Um copo d'água, por Edmundo Pacheco
Edmundo Pacheco (*)
- Letice, me traz um copo d' água!
A voz rouca e decidida, mas incoerentemente titubeante do "doutor Edney", soava pelos corredores estreitos da sobreloja da esquina da Avenida Herval com a Neo Martins. Corria o ano da graça de nosso senhor Jesus Cristo de um mil novecentos e oitenta e sete quando, numa tarde ensolarada de primavera, entrei pela primeira vez naquele prédio. A princípio me pareceu estranho. Frio. Com pessoas demais, em espaços muito apertados e, absurdamente, impessoais. Acostumado ao som e à movimentação das redações, não tive a melhor das impressões, mas, precisando do trabalho, me obriguei a ir em frente.
Recém-saído da Folha de Londrina, e com a intenção de voltar a fixar residência em Maringá, aceitei o cargo de "assessor de imprensa da Associação Comercial e Industrial de Maringá- Acim". O nome pomposo do cargo a princípio me animou. Era minha primeira experiência em assessoria de imprensa e, logo de cara, como "assessor de imprensa da Associação Comercial e Industrial de Maringá- Acim"!
Mal sabia que, tirando o pomposo nome, não havia mais nada. O que primeiro me preocupou foi o horário que o tal "doutor Edney" me comunicou, entre um copo d'água e outro:
- Das 17 às 18 horas! (?)
No primeiro dia de trabalho descobri que não tinha uma sala, nem mesa, nem cadeira, nem máquina de escrever. Nada! Prá não ter que "trabalhar" de pé no corredor, o "doutor Edney" colocou-me na sala de reuniões da diretoria. A tal sala, no final do corredor, tinha mais ou menos uns 40 metros quadrados, uma mesa de uns 20m2, umas 20 cadeiras e um sofá e um telefone. Só.

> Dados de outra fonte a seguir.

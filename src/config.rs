//! `parasol.toml` configuration
//!
//! ```toml
//! [routing]
//! estimation_model = "trunk"   # "mst", "trunk" or "none"
//! extraction = true
//! parallel = true
//! max_workers = 0              # 0: one worker per CPU
//! require_strategies = false
//!
//! [extraction]
//! resistance_per_unit = 0.002535
//! capacitance_per_unit = 0.00016
//! max_segment_length = 100000
//!
//! [characterization]
//! max_gain = 32
//! max_slew_iterations = 100
//! slew_tolerance = 1e-6
//! ```
//!
//! Every table and key is optional.

use crate::error::Result;
use parasol_routing::{EstimationModelKind, EstimatorConfig, ExtractionConfig};
use parasol_timing::CharacterizerConfig;
use serde::{Deserialize, Serialize};
use std::path::Path;

/// `[routing]` table
#[derive(Debug, Clone, PartialEq, Eq, Serialize, Deserialize)]
#[serde(default)]
pub struct RoutingConfig {
    pub estimation_model: EstimationModelKind,
    /// Install the default RC extractor
    pub extraction: bool,
    pub parallel: bool,
    pub max_workers: usize,
    pub require_strategies: bool,
}

impl Default for RoutingConfig {
    fn default() -> Self {
        let engine = EstimatorConfig::default();
        Self {
            estimation_model: EstimationModelKind::default(),
            extraction: true,
            parallel: engine.parallel,
            max_workers: engine.max_workers,
            require_strategies: engine.require_strategies,
        }
    }
}

impl RoutingConfig {
    pub fn estimator_config(&self) -> EstimatorConfig {
        EstimatorConfig {
            parallel: self.parallel,
            max_workers: self.max_workers,
            require_strategies: self.require_strategies,
        }
    }
}

/// Complete configuration document
#[derive(Debug, Clone, PartialEq, Default, Serialize, Deserialize)]
#[serde(default)]
pub struct ParasolConfig {
    pub routing: RoutingConfig,
    pub extraction: ExtractionConfig,
    pub characterization: CharacterizerConfig,
}

impl ParasolConfig {
    pub fn to_toml_string(&self) -> Result<String> {
        Ok(toml::to_string(self)?)
    }
}

/// Parse a configuration from a file path
pub fn from_path(path: impl AsRef<Path>) -> Result<ParasolConfig> {
    let contents = std::fs::read_to_string(path.as_ref())?;
    from_str(&contents)
}

/// Parse a configuration from a string
pub fn from_str(s: &str) -> Result<ParasolConfig> {
    Ok(toml::from_str(s)?)
}

#[cfg(test)]
mod tests {
    use super::*;

    #[test]
    fn test_empty_document_uses_defaults() {
        let config = from_str("").unwrap();
        assert_eq!(config, ParasolConfig::default());
        assert_eq!(config.routing.estimation_model, EstimationModelKind::Trunk);
        assert_eq!(config.characterization.max_gain, 32);
    }

    #[test]
    fn test_partial_tables() {
        let config = from_str(
            r#"
            [routing]
            estimation_model = "mst"
            max_workers = 2

            [extraction]
            max_segment_length = 0
        "#,
        )
        .unwrap();

        assert_eq!(config.routing.estimation_model, EstimationModelKind::Mst);
        assert_eq!(config.routing.estimator_config().max_workers, 2);
        assert!(config.routing.parallel);
        assert_eq!(config.extraction.max_segment_length, 0);
        assert_eq!(
            config.extraction.resistance_per_unit,
            ExtractionConfig::default().resistance_per_unit
        );
    }

    #[test]
    fn test_invalid_model_name() {
        let err = from_str("[routing]\nestimation_model = \"flute\"\n").unwrap_err();
        assert!(matches!(err, crate::ParasolError::Parse(_)));
    }

    #[test]
    fn test_round_trip() {
        let mut config = ParasolConfig::default();
        config.routing.estimation_model = EstimationModelKind::None;
        config.characterization.max_slew_iterations = 7;

        let text = config.to_toml_string().unwrap();
        assert_eq!(from_str(&text).unwrap(), config);
    }
}
//! Timing library model
//!
//! Static description of the standard cells a design instantiates:
//! cells, their pins (direction, input capacitance, offset inside the cell)
//! and the timing arcs between pins. The library is append-only, so its
//! entities use plain index ids.
//!
//! # Key Concepts
//!
//! - **Timing mode**: EARLY (best case) or LATE (worst case) analysis corner.
//! - **Transition**: RISE or FALL at the arc's output pin.
//! - **Timing sense**: whether the output tracks (positive unate), inverts
//!   (negative unate) or is ambiguous relative to (non unate) the input.

use crate::error::{NetlistError, Result};
use crate::geometry::DbuPoint;
use crate::ids::{LibraryArcId, LibraryCellId, LibraryPinId};
use indexmap::IndexMap;
use serde::{Deserialize, Serialize};
use std::fmt;
use std::ops::{Index, IndexMut};

/// Analysis corner
#[derive(Debug, Clone, Copy, PartialEq, Eq, Hash, Serialize, Deserialize)]
pub enum TimingMode {
    Early,
    Late,
}

impl TimingMode {
    pub const ALL: [TimingMode; 2] = [TimingMode::Early, TimingMode::Late];

    fn slot(self) -> usize {
        match self {
            TimingMode::Early => 0,
            TimingMode::Late => 1,
        }
    }
}

impl fmt::Display for TimingMode {
    fn fmt(&self, f: &mut fmt::Formatter<'_>) -> fmt::Result {
        match self {
            TimingMode::Early => write!(f, "EARLY"),
            TimingMode::Late => write!(f, "LATE"),
        }
    }
}

/// Signal transition
#[derive(Debug, Clone, Copy, PartialEq, Eq, Hash, Serialize, Deserialize)]
pub enum TimingTransition {
    Fall,
    Rise,
}

impl TimingTransition {
    pub const ALL: [TimingTransition; 2] = [TimingTransition::Fall, TimingTransition::Rise];

    pub fn opposite(self) -> Self {
        match self {
            TimingTransition::Fall => TimingTransition::Rise,
            TimingTransition::Rise => TimingTransition::Fall,
        }
    }

    fn slot(self) -> usize {
        match self {
            TimingTransition::Fall => 0,
            TimingTransition::Rise => 1,
        }
    }
}

impl fmt::Display for TimingTransition {
    fn fmt(&self, f: &mut fmt::Formatter<'_>) -> fmt::Result {
        match self {
            TimingTransition::Fall => write!(f, "FALL"),
            TimingTransition::Rise => write!(f, "RISE"),
        }
    }
}

/// One value per timing mode
#[derive(Debug, Clone, Copy, PartialEq, Default, Serialize, Deserialize)]
pub struct PerMode<T>(pub [T; 2]);

impl<T> PerMode<T> {
    pub fn new(early: T, late: T) -> Self {
        Self([early, late])
    }
}

impl<T: Clone> PerMode<T> {
    pub fn splat(value: T) -> Self {
        Self([value.clone(), value])
    }
}

impl<T> Index<TimingMode> for PerMode<T> {
    type Output = T;

    fn index(&self, mode: TimingMode) -> &T {
        &self.0[mode.slot()]
    }
}

impl<T> IndexMut<TimingMode> for PerMode<T> {
    fn index_mut(&mut self, mode: TimingMode) -> &mut T {
        &mut self.0[mode.slot()]
    }
}

/// One value per transition
#[derive(Debug, Clone, Copy, PartialEq, Default, Serialize, Deserialize)]
pub struct PerEdge<T>(pub [T; 2]);

impl<T> PerEdge<T> {
    pub fn new(fall: T, rise: T) -> Self {
        Self([fall, rise])
    }
}

impl<T: Clone> PerEdge<T> {
    pub fn splat(value: T) -> Self {
        Self([value.clone(), value])
    }
}

impl<T> Index<TimingTransition> for PerEdge<T> {
    type Output = T;

    fn index(&self, edge: TimingTransition) -> &T {
        &self.0[edge.slot()]
    }
}

impl<T> IndexMut<TimingTransition> for PerEdge<T> {
    fn index_mut(&mut self, edge: TimingTransition) -> &mut T {
        &mut self.0[edge.slot()]
    }
}

/// Timing sense of an arc
#[derive(Debug, Clone, Copy, PartialEq, Eq, Hash, Serialize, Deserialize)]
pub enum TimingSense {
    /// Output rises when input rises
    PositiveUnate,
    /// Output falls when input rises
    NegativeUnate,
    /// Output can rise or fall depending on other inputs
    NonUnate,
    /// Not classified by the library source (e.g. a missing `timing_sense`)
    Unknown,
}

/// Pin direction
#[derive(Debug, Clone, Copy, PartialEq, Eq, Hash, Serialize, Deserialize)]
pub enum PinDirection {
    Input,
    Output,
}

/// A cell of the library
#[derive(Debug, Clone, Serialize, Deserialize)]
pub struct LibraryCell {
    pub name: String,
    pub area: f64,
    pub pins: Vec<LibraryPinId>,
    pub arcs: Vec<LibraryArcId>,
}

/// A pin of a library cell
#[derive(Debug, Clone, Serialize, Deserialize)]
pub struct LibraryPin {
    pub name: String,
    pub cell: LibraryCellId,
    pub direction: PinDirection,
    /// Input capacitance seen by a rising / falling signal
    pub capacitance: PerEdge<f64>,
    /// Pin location relative to the cell origin
    pub offset: DbuPoint,
}

/// A timing arc from an input pin to an output pin of the same cell
#[derive(Debug, Clone, Serialize, Deserialize)]
pub struct LibraryArc {
    pub cell: LibraryCellId,
    pub from: LibraryPinId,
    pub to: LibraryPinId,
    pub sense: TimingSense,
}

/// Standard cell library
#[derive(Debug, Clone, Default, Serialize, Deserialize)]
pub struct Library {
    pub name: String,
    cells: Vec<LibraryCell>,
    pins: Vec<LibraryPin>,
    arcs: Vec<LibraryArc>,
    cell_names: IndexMap<String, LibraryCellId>,
}

impl Library {
    pub fn new(name: &str) -> Self {
        Self {
            name: name.to_string(),
            ..Default::default()
        }
    }

    /// Add an empty cell
    pub fn add_cell(&mut self, name: &str, area: f64) -> Result<LibraryCellId> {
        if self.cell_names.contains_key(name) {
            return Err(NetlistError::DuplicateName {
                kind: "library cell",
                name: name.to_string(),
            });
        }
        let id = LibraryCellId(self.cells.len() as u32);
        self.cells.push(LibraryCell {
            name: name.to_string(),
            area,
            pins: Vec::new(),
            arcs: Vec::new(),
        });
        self.cell_names.insert(name.to_string(), id);
        Ok(id)
    }

    /// Add a pin with the same capacitance for both transitions
    pub fn add_pin(
        &mut self,
        cell: LibraryCellId,
        name: &str,
        direction: PinDirection,
        capacitance: f64,
    ) -> Result<LibraryPinId> {
        let cell_name = &self.cell(cell)?.name;
        if self.find_pin(cell, name).is_some() {
            return Err(NetlistError::DuplicateName {
                kind: "library pin",
                name: format!("{}:{}", cell_name, name),
            });
        }
        let id = LibraryPinId(self.pins.len() as u32);
        self.pins.push(LibraryPin {
            name: name.to_string(),
            cell,
            direction,
            capacitance: PerEdge::splat(capacitance),
            offset: DbuPoint::default(),
        });
        self.cells[cell.0 as usize].pins.push(id);
        Ok(id)
    }

    pub fn set_pin_capacitance(&mut self, pin: LibraryPinId, capacitance: PerEdge<f64>) -> Result<()> {
        self.pin_mut(pin)?.capacitance = capacitance;
        Ok(())
    }

    pub fn set_pin_offset(&mut self, pin: LibraryPinId, offset: DbuPoint) -> Result<()> {
        self.pin_mut(pin)?.offset = offset;
        Ok(())
    }

    /// Add a timing arc `from -> to`; both pins must belong to the same cell,
    /// `from` must be an input and `to` an output
    pub fn add_arc(
        &mut self,
        from: LibraryPinId,
        to: LibraryPinId,
        sense: TimingSense,
    ) -> Result<LibraryArcId> {
        let from_pin = self.pin(from)?;
        let to_pin = self.pin(to)?;
        let reason = if from_pin.cell != to_pin.cell {
            Some("pins belong to different cells")
        } else if from_pin.direction != PinDirection::Input {
            Some("source pin is not an input")
        } else if to_pin.direction != PinDirection::Output {
            Some("sink pin is not an output")
        } else {
            None
        };
        if let Some(reason) = reason {
            return Err(NetlistError::InvalidArc {
                from: from_pin.name.clone(),
                to: to_pin.name.clone(),
                reason: reason.to_string(),
            });
        }

        let cell = from_pin.cell;
        let id = LibraryArcId(self.arcs.len() as u32);
        self.arcs.push(LibraryArc {
            cell,
            from,
            to,
            sense,
        });
        self.cells[cell.0 as usize].arcs.push(id);
        Ok(id)
    }

    pub fn cell(&self, id: LibraryCellId) -> Result<&LibraryCell> {
        self.cells
            .get(id.0 as usize)
            .ok_or(NetlistError::UnknownLibraryEntity {
                kind: "cell",
                index: id.0,
            })
    }

    pub fn pin(&self, id: LibraryPinId) -> Result<&LibraryPin> {
        self.pins
            .get(id.0 as usize)
            .ok_or(NetlistError::UnknownLibraryEntity {
                kind: "pin",
                index: id.0,
            })
    }

    fn pin_mut(&mut self, id: LibraryPinId) -> Result<&mut LibraryPin> {
        self.pins
            .get_mut(id.0 as usize)
            .ok_or(NetlistError::UnknownLibraryEntity {
                kind: "pin",
                index: id.0,
            })
    }

    pub fn arc(&self, id: LibraryArcId) -> Result<&LibraryArc> {
        self.arcs
            .get(id.0 as usize)
            .ok_or(NetlistError::UnknownLibraryEntity {
                kind: "arc",
                index: id.0,
            })
    }

    pub fn find_cell(&self, name: &str) -> Option<LibraryCellId> {
        self.cell_names.get(name).copied()
    }

    pub fn find_pin(&self, cell: LibraryCellId, name: &str) -> Option<LibraryPinId> {
        let cell = self.cells.get(cell.0 as usize)?;
        cell.pins
            .iter()
            .copied()
            .find(|pin| self.pins[pin.0 as usize].name == name)
    }

    /// All cells in insertion order
    pub fn cells(&self) -> impl Iterator<Item = (LibraryCellId, &LibraryCell)> + '_ {
        self.cells
            .iter()
            .enumerate()
            .map(|(index, cell)| (LibraryCellId(index as u32), cell))
    }

    /// All arcs in insertion order
    pub fn arcs(&self) -> impl Iterator<Item = (LibraryArcId, &LibraryArc)> + '_ {
        self.arcs
            .iter()
            .enumerate()
            .map(|(index, arc)| (LibraryArcId(index as u32), arc))
    }

    pub fn num_cells(&self) -> usize {
        self.cells.len()
    }

    pub fn num_arcs(&self) -> usize {
        self.arcs.len()
    }

    /// Input capacitance of the arc's source pin for the given transition
    pub fn arc_input_capacitance(&self, arc: LibraryArcId, edge: TimingTransition) -> Result<f64> {
        let arc = self.arc(arc)?;
        Ok(self.pin(arc.from)?.capacitance[edge])
    }

    /// Human readable `CELL:FROM->TO` name of an arc
    pub fn arc_name(&self, arc: LibraryArcId) -> String {
        let describe = || -> Result<String> {
            let arc = self.arc(arc)?;
            Ok(format!(
                "{}:{}->{}",
                self.cell(arc.cell)?.name,
                self.pin(arc.from)?.name,
                self.pin(arc.to)?.name
            ))
        };
        describe().unwrap_or_else(|_| format!("<arc {}>", arc.0))
    }
}

#[cfg(test)]
mod tests {
    use super::*;

    fn inverter_library() -> (Library, LibraryArcId) {
        let mut lib = Library::new("test");
        let inv = lib.add_cell("INV_X1", 1.0).unwrap();
        let a = lib.add_pin(inv, "A", PinDirection::Input, 2.0).unwrap();
        let y = lib.add_pin(inv, "Y", PinDirection::Output, 0.0).unwrap();
        let arc = lib.add_arc(a, y, TimingSense::NegativeUnate).unwrap();
        (lib, arc)
    }

    #[test]
    fn test_cell_pins_and_arcs() {
        let (lib, arc) = inverter_library();
        let inv = lib.find_cell("INV_X1").unwrap();

        assert_eq!(lib.cell(inv).unwrap().pins.len(), 2);
        assert_eq!(lib.cell(inv).unwrap().arcs, vec![arc]);
        assert_eq!(lib.arc_name(arc), "INV_X1:A->Y");
        assert_eq!(lib.arc_input_capacitance(arc, TimingTransition::Rise).unwrap(), 2.0);
    }

    #[test]
    fn test_arc_direction_checked() {
        let (mut lib, _) = inverter_library();
        let inv = lib.find_cell("INV_X1").unwrap();
        let a = lib.find_pin(inv, "A").unwrap();
        let y = lib.find_pin(inv, "Y").unwrap();

        assert!(matches!(
            lib.add_arc(y, a, TimingSense::PositiveUnate),
            Err(NetlistError::InvalidArc { .. })
        ));
    }

    #[test]
    fn test_duplicate_names_rejected() {
        let (mut lib, _) = inverter_library();
        assert!(lib.add_cell("INV_X1", 2.0).is_err());
        let inv = lib.find_cell("INV_X1").unwrap();
        assert!(lib.add_pin(inv, "A", PinDirection::Input, 1.0).is_err());
    }

    #[test]
    fn test_per_edge_indexing() {
        let mut caps = PerEdge::new(1.0, 2.0);
        assert_eq!(caps[TimingTransition::Fall], 1.0);
        assert_eq!(caps[TimingTransition::Rise], 2.0);
        caps[TimingTransition::Rise.opposite()] = 3.0;
        assert_eq!(caps[TimingTransition::Fall], 3.0);

        let modes = PerMode::new("early", "late");
        assert_eq!(modes[TimingMode::Late], "late");
    }
}
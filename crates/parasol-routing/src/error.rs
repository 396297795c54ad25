//! Error types for routing estimation

use parasol_netlist::NetlistError;
use thiserror::Error;

/// Errors that can occur during routing estimation and extraction
#[derive(Debug, Error)]
pub enum RoutingError {
    /// Net has pins but none of them drives it
    #[error("Net {net} has no driver")]
    NoDriver { net: String },

    /// A strategy required by the configuration is not installed
    #[error("Routing {0} model not configured")]
    MissingStrategy(&'static str),

    /// RC tree violates a structural invariant
    #[error("Invalid RC tree: {0}")]
    InvalidTree(String),

    /// Netlist lookup failed
    #[error(transparent)]
    Netlist(#[from] NetlistError),
}

/// Result type for routing operations
pub type Result<T> = std::result::Result<T, RoutingError>;
//! Top-level error type

use parasol_netlist::NetlistError;
use parasol_routing::RoutingError;
use parasol_timing::CharacterizationError;
use thiserror::Error;

/// Errors surfaced by configuration loading and sessions
#[derive(Debug, Error)]
pub enum ParasolError {
    /// I/O error reading a configuration file
    #[error("I/O error: {0}")]
    Io(#[from] std::io::Error),

    /// Malformed configuration document
    #[error("Failed to parse configuration: {0}")]
    Parse(#[from] toml::de::Error),

    /// Configuration could not be rendered back to TOML
    #[error("Failed to serialize configuration: {0}")]
    Serialize(#[from] toml::ser::Error),

    #[error(transparent)]
    Netlist(#[from] NetlistError),

    #[error(transparent)]
    Routing(#[from] RoutingError),

    #[error(transparent)]
    Characterization(#[from] CharacterizationError),
}

/// Result type for top-level operations
pub type Result<T> = std::result::Result<T, ParasolError>;
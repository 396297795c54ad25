//! Non-Linear Delay Model tables
//!
//! Delay and output slew as functions of input slew and output load, read
//! from 2D tables with bilinear interpolation. Queries outside the axis range
//! clamp to the table edge.

use crate::error::{CharacterizationError, Result};
use crate::evaluator::{ArcTiming, DelayEvaluator};
use indexmap::IndexMap;
use parasol_netlist::{Library, LibraryArcId, TimingMode, TimingTransition};
use serde::{Deserialize, Serialize};

/// 2D lookup table indexed by `[slew_idx][load_idx]`
#[derive(Debug, Clone, PartialEq, Serialize, Deserialize)]
pub struct NldmTable {
    pub input_slew_axis: Vec<f64>,
    pub output_load_axis: Vec<f64>,
    pub values: Vec<Vec<f64>>,
}

impl NldmTable {
    pub fn new(input_slew_axis: Vec<f64>, output_load_axis: Vec<f64>, values: Vec<Vec<f64>>) -> Self {
        Self {
            input_slew_axis,
            output_load_axis,
            values,
        }
    }

    /// Table with a single value
    pub fn constant(value: f64) -> Self {
        Self::new(vec![0.0], vec![0.0], vec![vec![value]])
    }

    pub fn lookup(&self, input_slew: f64, output_load: f64) -> f64 {
        let Some(first_row) = self.values.first() else {
            return 0.0;
        };
        let Some(&v00_origin) = first_row.first() else {
            return 0.0;
        };
        if self.input_slew_axis.len() <= 1 && self.output_load_axis.len() <= 1 {
            return v00_origin;
        }

        let (si, sf) = interval(&self.input_slew_axis, input_slew);
        let (li, lf) = interval(&self.output_load_axis, output_load);

        let at = |s: usize, l: usize, fallback: f64| {
            self.values
                .get(s)
                .and_then(|row| row.get(l))
                .copied()
                .unwrap_or(fallback)
        };
        let v00 = at(si, li, v00_origin);
        let v01 = at(si, li + 1, v00);
        let v10 = at(si + 1, li, v00);
        let v11 = at(si + 1, li + 1, v00);

        let v0 = v00 + (v01 - v00) * lf;
        let v1 = v10 + (v11 - v10) * lf;
        v0 + (v1 - v0) * sf
    }
}

impl Default for NldmTable {
    fn default() -> Self {
        Self::constant(0.0)
    }
}

/// Interval index and fraction of `value` on `axis`, clamped
fn interval(axis: &[f64], value: f64) -> (usize, f64) {
    if axis.len() <= 1 || value <= axis[0] {
        return (0, 0.0);
    }
    let last = axis.len() - 1;
    if value >= axis[last] {
        return (last - 1, 1.0);
    }
    let i = axis
        .windows(2)
        .position(|w| value >= w[0] && value < w[1])
        .unwrap_or(last - 1);
    let span = axis[i + 1] - axis[i];
    let frac = if span > 0.0 { (value - axis[i]) / span } else { 0.0 };
    (i, frac)
}

/// Delay and output slew tables of one arc, mode and output transition
#[derive(Debug, Clone, PartialEq, Serialize, Deserialize)]
pub struct ArcTables {
    pub delay: NldmTable,
    pub slew: NldmTable,
}

/// Table-driven [`DelayEvaluator`]
#[derive(Debug, Clone, Default)]
pub struct NldmDelayEvaluator {
    tables: IndexMap<(LibraryArcId, TimingMode, TimingTransition), ArcTables>,
    arc_names: IndexMap<LibraryArcId, String>,
}

impl NldmDelayEvaluator {
    pub fn new() -> Self {
        Self::default()
    }

    /// Evaluator whose missing-table errors name arcs the way `library` does
    pub fn for_library(library: &Library) -> Self {
        Self {
            tables: IndexMap::new(),
            arc_names: library
                .arcs()
                .map(|(id, _)| (id, library.arc_name(id)))
                .collect(),
        }
    }

    pub fn set_tables(
        &mut self,
        arc: LibraryArcId,
        mode: TimingMode,
        transition: TimingTransition,
        delay: NldmTable,
        slew: NldmTable,
    ) {
        self.tables
            .insert((arc, mode, transition), ArcTables { delay, slew });
    }

    /// Install the same tables for both modes and transitions
    pub fn set_all_tables(&mut self, arc: LibraryArcId, delay: NldmTable, slew: NldmTable) {
        for mode in TimingMode::ALL {
            for transition in TimingTransition::ALL {
                self.set_tables(arc, mode, transition, delay.clone(), slew.clone());
            }
        }
    }

    pub fn tables(
        &self,
        arc: LibraryArcId,
        mode: TimingMode,
        transition: TimingTransition,
    ) -> Option<&ArcTables> {
        self.tables.get(&(arc, mode, transition))
    }

    pub fn num_tables(&self) -> usize {
        self.tables.len()
    }
}

impl DelayEvaluator for NldmDelayEvaluator {
    fn arc_timing(
        &self,
        arc: LibraryArcId,
        mode: TimingMode,
        transition: TimingTransition,
        input_slew: f64,
        load: f64,
    ) -> Result<ArcTiming> {
        let tables = self.tables(arc, mode, transition).ok_or_else(|| {
            CharacterizationError::MissingTable {
                arc: self
                    .arc_names
                    .get(&arc)
                    .cloned()
                    .unwrap_or_else(|| format!("#{}", arc.0)),
            }
        })?;
        Ok(ArcTiming {
            delay: tables.delay.lookup(input_slew, load),
            slew: tables.slew.lookup(input_slew, load),
        })
    }
}
//! Integral layout coordinates

use serde::{Deserialize, Serialize};
use std::fmt;
use std::ops::{Add, Sub};

/// Database unit. All placement coordinates and wirelengths are integral.
pub type Dbu = i64;

/// A point in database units
#[derive(Debug, Clone, Copy, PartialEq, Eq, Hash, Default, Serialize, Deserialize)]
pub struct DbuPoint {
    pub x: Dbu,
    pub y: Dbu,
}

impl DbuPoint {
    pub const fn new(x: Dbu, y: Dbu) -> Self {
        Self { x, y }
    }

    /// Rectilinear distance to another point
    pub fn manhattan_distance(&self, other: &DbuPoint) -> Dbu {
        (self.x - other.x).abs() + (self.y - other.y).abs()
    }
}

impl Add for DbuPoint {
    type Output = DbuPoint;

    fn add(self, rhs: DbuPoint) -> DbuPoint {
        DbuPoint::new(self.x + rhs.x, self.y + rhs.y)
    }
}

impl Sub for DbuPoint {
    type Output = DbuPoint;

    fn sub(self, rhs: DbuPoint) -> DbuPoint {
        DbuPoint::new(self.x - rhs.x, self.y - rhs.y)
    }
}

impl fmt::Display for DbuPoint {
    fn fmt(&self, f: &mut fmt::Formatter<'_>) -> fmt::Result {
        write!(f, "({}, {})", self.x, self.y)
    }
}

Cumprindo aquele horário de trabalho maluco, sozinho naquela salona atulhada, eu me sentia como se tivesse sido colocado de castigo. E foi assim que, apertado entre a mobília e manuscrevendo raros releases, que depois eram datilografados, onde (e quando) houvesse uma máquina de escrever disponível, nasceu a assessoria de imprensa da Acim.
Depois de uns 6 meses, já devidamente instalado no cargo (só no cargo) e cansado de passar a "hora de trabalho" sentado na "salona", olhando para as paredes brancas, tive a idéia de transformar o antigo "boletim informativo da Acim", um folheto que era fotocopiado (ou era mimeografado?) e distribuído aos associados, numa publicação. Uma revista, sonhei, mais interessado em criar uma função, ter uma utilidade que me permitisse fixar no cargo.
Levei a idéia ao "doutor Edney". Ele era o gerente da Acim. Sentado em sua mesa (ele sim tinha uma!) ele me olhou de cima a baixo, por trás dos grossos óculos, pensou um pouco e, depois de alguns segundos gritou:
- Letice, me traz um copo d'água!
Acostumada à secura da garganta do chefe, a velha senhora do cafezinho, de traços nitidamente nordestinos, não demorou a atender o pedido. Mas para mim, incomodamente sentado à frente do "doutor Edney", aqueles segundos demoraram séculos. Por fim, depois de molhar a garganta, ele prometeu levar a idéia à reunião da diretoria. Uma vitória!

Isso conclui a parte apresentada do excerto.